### RAW DATA
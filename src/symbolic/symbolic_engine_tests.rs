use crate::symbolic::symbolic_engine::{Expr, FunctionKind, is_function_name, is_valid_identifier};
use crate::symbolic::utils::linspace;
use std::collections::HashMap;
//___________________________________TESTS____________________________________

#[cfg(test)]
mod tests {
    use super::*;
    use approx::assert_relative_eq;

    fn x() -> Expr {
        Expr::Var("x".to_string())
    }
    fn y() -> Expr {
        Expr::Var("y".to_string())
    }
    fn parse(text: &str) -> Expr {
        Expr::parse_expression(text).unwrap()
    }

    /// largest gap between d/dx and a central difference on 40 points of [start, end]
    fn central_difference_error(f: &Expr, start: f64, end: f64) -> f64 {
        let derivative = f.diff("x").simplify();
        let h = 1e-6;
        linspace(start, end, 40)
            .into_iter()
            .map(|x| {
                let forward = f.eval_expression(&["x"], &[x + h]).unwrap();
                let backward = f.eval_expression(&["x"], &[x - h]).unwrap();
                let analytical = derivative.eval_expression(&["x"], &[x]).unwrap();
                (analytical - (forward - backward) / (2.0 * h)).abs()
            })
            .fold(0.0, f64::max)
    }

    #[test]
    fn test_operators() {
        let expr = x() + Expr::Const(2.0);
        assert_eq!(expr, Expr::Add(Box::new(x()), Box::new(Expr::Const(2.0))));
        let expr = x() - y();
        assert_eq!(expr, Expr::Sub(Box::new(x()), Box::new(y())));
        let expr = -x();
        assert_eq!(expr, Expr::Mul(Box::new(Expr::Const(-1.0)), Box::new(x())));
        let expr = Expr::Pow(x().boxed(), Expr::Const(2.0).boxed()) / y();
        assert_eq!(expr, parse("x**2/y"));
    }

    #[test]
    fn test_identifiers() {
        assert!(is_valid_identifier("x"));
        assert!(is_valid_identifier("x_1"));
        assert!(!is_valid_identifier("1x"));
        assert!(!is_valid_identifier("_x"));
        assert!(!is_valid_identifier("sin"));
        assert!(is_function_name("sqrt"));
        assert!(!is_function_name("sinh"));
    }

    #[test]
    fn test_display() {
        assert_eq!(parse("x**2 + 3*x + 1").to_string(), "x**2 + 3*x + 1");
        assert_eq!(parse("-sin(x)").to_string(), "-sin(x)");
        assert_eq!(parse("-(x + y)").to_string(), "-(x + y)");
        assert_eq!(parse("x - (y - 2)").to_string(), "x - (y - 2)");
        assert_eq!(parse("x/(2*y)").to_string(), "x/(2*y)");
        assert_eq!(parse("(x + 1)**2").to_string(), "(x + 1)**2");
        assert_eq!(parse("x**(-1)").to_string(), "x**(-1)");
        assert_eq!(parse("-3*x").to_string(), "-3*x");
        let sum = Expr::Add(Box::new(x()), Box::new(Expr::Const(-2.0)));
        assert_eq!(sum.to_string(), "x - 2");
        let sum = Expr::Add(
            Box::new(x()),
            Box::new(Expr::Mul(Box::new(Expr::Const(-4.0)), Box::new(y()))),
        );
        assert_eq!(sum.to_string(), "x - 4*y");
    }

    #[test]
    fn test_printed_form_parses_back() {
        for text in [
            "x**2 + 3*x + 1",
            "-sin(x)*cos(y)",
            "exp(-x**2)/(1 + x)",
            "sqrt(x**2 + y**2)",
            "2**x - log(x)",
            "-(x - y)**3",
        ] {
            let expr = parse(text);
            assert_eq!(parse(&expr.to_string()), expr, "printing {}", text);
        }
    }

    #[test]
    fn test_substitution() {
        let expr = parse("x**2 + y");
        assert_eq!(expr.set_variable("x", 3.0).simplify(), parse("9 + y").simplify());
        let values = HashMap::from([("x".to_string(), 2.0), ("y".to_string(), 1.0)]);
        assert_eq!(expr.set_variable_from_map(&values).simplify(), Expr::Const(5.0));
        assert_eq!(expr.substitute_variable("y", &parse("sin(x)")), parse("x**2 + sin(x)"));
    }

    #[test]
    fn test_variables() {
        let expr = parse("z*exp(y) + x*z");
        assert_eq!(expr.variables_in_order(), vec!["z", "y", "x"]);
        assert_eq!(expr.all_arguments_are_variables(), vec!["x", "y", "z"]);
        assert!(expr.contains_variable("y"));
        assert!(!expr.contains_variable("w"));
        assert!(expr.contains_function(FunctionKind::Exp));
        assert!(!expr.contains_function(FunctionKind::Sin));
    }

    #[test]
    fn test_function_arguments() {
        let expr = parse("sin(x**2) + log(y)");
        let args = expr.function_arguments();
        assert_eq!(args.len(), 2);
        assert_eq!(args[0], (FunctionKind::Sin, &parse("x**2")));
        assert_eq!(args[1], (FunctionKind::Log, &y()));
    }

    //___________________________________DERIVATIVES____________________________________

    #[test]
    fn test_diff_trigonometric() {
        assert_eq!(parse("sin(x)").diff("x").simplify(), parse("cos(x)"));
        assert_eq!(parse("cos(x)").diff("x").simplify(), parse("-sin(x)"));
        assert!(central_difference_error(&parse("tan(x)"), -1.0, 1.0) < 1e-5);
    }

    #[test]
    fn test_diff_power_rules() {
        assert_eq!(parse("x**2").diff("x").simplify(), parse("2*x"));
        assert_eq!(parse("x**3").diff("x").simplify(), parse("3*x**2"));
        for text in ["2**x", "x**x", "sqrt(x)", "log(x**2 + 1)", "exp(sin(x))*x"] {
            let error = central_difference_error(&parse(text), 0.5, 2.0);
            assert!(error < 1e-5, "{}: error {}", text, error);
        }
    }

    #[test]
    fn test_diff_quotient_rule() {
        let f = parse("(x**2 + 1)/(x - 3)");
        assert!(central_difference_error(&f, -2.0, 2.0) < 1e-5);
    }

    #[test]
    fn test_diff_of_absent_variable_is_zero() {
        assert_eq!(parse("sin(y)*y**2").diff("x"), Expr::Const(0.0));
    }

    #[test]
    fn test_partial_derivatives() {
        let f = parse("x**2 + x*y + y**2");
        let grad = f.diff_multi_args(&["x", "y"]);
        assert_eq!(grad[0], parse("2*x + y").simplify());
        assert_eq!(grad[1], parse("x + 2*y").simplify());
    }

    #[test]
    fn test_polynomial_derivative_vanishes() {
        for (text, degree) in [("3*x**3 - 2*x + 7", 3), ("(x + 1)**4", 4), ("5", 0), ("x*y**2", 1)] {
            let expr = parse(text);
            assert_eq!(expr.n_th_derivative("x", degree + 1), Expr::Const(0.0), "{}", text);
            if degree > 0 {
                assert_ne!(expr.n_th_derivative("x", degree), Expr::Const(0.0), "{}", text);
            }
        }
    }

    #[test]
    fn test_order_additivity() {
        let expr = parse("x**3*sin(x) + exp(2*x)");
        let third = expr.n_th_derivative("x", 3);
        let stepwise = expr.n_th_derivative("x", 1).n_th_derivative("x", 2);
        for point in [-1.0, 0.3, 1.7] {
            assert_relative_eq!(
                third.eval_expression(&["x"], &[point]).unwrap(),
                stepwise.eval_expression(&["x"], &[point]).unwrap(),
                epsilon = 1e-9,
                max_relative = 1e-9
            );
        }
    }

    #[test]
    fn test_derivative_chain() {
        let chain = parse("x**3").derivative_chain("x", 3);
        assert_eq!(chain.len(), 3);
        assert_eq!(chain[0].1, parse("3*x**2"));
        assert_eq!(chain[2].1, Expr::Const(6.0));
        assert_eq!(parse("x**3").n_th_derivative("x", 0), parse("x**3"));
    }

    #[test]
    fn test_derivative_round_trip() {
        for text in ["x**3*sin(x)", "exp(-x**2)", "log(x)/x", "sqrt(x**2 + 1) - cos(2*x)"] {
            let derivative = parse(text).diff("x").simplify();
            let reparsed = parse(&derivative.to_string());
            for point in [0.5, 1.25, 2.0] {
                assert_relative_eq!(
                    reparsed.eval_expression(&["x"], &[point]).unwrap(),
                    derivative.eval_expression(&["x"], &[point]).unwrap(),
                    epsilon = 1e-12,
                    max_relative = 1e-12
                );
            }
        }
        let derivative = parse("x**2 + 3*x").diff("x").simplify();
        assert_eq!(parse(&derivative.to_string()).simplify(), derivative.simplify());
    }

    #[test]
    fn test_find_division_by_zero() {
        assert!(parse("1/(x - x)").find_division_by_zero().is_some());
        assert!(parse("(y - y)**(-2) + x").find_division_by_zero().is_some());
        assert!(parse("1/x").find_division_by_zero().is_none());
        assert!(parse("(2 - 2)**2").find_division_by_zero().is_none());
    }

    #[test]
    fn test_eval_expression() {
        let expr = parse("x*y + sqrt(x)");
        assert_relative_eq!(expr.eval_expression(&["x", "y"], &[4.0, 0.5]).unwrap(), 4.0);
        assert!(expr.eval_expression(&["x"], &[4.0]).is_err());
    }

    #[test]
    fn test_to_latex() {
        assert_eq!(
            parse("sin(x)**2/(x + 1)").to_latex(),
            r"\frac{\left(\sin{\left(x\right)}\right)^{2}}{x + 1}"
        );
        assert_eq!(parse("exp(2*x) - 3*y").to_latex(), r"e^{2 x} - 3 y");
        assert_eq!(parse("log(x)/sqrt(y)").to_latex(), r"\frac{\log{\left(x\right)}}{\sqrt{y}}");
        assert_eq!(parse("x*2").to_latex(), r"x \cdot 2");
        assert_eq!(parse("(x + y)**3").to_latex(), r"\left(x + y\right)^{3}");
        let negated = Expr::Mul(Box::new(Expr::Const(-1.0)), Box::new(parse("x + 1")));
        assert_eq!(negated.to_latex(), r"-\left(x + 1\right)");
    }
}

==

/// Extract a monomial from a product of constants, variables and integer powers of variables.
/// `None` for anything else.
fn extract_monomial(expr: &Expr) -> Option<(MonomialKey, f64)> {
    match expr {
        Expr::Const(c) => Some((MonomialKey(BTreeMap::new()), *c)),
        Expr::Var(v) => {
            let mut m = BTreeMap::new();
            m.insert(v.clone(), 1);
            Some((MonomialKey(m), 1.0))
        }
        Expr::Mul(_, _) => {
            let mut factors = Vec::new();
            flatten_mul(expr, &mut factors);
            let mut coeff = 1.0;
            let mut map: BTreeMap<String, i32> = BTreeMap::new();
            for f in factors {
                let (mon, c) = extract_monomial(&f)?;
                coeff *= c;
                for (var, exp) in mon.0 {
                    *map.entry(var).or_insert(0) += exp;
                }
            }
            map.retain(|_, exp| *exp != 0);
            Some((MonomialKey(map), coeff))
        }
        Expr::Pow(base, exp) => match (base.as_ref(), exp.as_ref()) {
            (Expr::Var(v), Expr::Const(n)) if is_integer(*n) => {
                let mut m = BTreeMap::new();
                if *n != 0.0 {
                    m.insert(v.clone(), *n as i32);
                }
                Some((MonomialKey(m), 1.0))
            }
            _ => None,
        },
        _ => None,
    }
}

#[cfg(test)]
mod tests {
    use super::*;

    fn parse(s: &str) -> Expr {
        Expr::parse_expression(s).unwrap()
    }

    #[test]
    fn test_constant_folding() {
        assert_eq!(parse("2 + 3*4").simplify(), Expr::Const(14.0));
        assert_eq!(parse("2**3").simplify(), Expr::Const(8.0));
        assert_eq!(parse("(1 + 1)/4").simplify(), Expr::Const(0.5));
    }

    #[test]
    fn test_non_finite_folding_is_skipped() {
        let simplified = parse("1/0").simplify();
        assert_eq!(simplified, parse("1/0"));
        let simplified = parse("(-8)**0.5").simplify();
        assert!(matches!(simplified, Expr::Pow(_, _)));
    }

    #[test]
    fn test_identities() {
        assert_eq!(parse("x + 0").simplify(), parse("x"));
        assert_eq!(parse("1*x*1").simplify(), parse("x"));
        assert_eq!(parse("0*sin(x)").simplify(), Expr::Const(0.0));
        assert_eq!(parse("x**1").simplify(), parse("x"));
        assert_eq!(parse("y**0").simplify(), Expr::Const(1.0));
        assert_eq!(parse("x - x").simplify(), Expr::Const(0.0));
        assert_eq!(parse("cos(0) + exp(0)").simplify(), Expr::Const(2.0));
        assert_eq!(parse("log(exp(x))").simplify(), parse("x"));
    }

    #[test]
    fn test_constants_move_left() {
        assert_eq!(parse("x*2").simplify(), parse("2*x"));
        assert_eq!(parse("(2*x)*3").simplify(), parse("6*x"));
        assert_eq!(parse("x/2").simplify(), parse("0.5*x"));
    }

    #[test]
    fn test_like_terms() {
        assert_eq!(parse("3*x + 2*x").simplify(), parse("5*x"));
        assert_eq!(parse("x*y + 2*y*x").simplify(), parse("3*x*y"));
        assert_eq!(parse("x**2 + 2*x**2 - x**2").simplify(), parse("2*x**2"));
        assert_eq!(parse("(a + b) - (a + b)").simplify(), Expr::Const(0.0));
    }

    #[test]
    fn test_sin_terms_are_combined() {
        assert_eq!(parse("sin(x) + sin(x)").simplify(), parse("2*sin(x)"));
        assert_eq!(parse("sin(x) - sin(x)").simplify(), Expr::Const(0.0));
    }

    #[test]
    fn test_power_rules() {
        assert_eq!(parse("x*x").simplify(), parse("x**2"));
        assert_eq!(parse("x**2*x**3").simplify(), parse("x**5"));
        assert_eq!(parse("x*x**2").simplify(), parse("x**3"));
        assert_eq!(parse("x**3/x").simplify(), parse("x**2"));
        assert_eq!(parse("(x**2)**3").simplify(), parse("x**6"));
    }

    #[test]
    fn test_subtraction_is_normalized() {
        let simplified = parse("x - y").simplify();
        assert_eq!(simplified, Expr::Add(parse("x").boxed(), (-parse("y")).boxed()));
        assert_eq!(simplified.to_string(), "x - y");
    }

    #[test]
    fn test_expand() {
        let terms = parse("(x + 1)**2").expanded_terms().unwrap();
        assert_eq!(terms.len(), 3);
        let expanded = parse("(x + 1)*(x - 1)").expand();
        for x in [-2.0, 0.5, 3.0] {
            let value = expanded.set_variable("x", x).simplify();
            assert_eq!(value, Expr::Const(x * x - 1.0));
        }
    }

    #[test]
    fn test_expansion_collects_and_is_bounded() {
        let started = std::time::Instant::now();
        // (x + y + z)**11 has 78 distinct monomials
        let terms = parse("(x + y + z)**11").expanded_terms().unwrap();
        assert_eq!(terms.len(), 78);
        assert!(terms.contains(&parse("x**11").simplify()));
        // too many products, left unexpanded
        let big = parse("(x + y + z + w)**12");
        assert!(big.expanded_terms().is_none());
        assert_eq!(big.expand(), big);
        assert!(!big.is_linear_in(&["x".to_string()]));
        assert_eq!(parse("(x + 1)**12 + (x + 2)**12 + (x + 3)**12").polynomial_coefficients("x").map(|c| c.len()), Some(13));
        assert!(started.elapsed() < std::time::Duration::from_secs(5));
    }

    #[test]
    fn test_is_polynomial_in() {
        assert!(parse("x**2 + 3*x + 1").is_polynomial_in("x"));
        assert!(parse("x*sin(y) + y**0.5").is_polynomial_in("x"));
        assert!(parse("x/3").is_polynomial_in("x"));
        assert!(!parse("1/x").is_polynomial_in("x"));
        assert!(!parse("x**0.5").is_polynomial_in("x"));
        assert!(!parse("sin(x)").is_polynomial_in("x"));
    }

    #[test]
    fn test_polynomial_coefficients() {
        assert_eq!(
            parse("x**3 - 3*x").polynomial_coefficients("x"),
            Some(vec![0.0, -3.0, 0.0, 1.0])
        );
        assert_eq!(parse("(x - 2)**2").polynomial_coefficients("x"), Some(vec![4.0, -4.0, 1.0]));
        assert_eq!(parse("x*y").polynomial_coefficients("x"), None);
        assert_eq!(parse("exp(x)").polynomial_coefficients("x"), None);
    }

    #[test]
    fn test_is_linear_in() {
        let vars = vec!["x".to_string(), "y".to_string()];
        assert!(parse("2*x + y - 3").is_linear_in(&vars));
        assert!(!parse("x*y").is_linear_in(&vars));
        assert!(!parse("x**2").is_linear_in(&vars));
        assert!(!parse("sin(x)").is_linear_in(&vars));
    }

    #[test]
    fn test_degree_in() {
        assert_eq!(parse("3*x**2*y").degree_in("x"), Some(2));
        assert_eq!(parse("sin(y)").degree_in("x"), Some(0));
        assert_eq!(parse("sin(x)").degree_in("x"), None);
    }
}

### PROBLEM REQUIREMENTS
Show all lines from the data that contain "unwrap".

### YOUR RESPONSE
        Expr::parse_expression(text).unwrap()
                let forward = f.eval_expression(&["x"], &[x + h]).unwrap();
                let backward = f.eval_expression(&["x"], &[x - h]).unwrap();
                let analytical = derivative.eval_expression(&["x"], &[x]).unwrap();
                third.eval_expression(&["x"], &[point]).unwrap(),
                stepwise.eval_expression(&["x"], &[point]).unwrap(),
                    reparsed.eval_expression(&["x"], &[point]).unwrap(),
                    derivative.eval_expression(&["x"], &[point]).unwrap(),
        assert_relative_eq!(expr.eval_expression(&["x", "y"], &[4.0, 0.5]).unwrap(), 4.0);
        Expr::parse_expression(s).unwrap()
        let terms = parse("(x + 1)**2").expanded_terms().unwrap();
        let terms = parse("(x + y + z)**11").expanded_terms().unwrap();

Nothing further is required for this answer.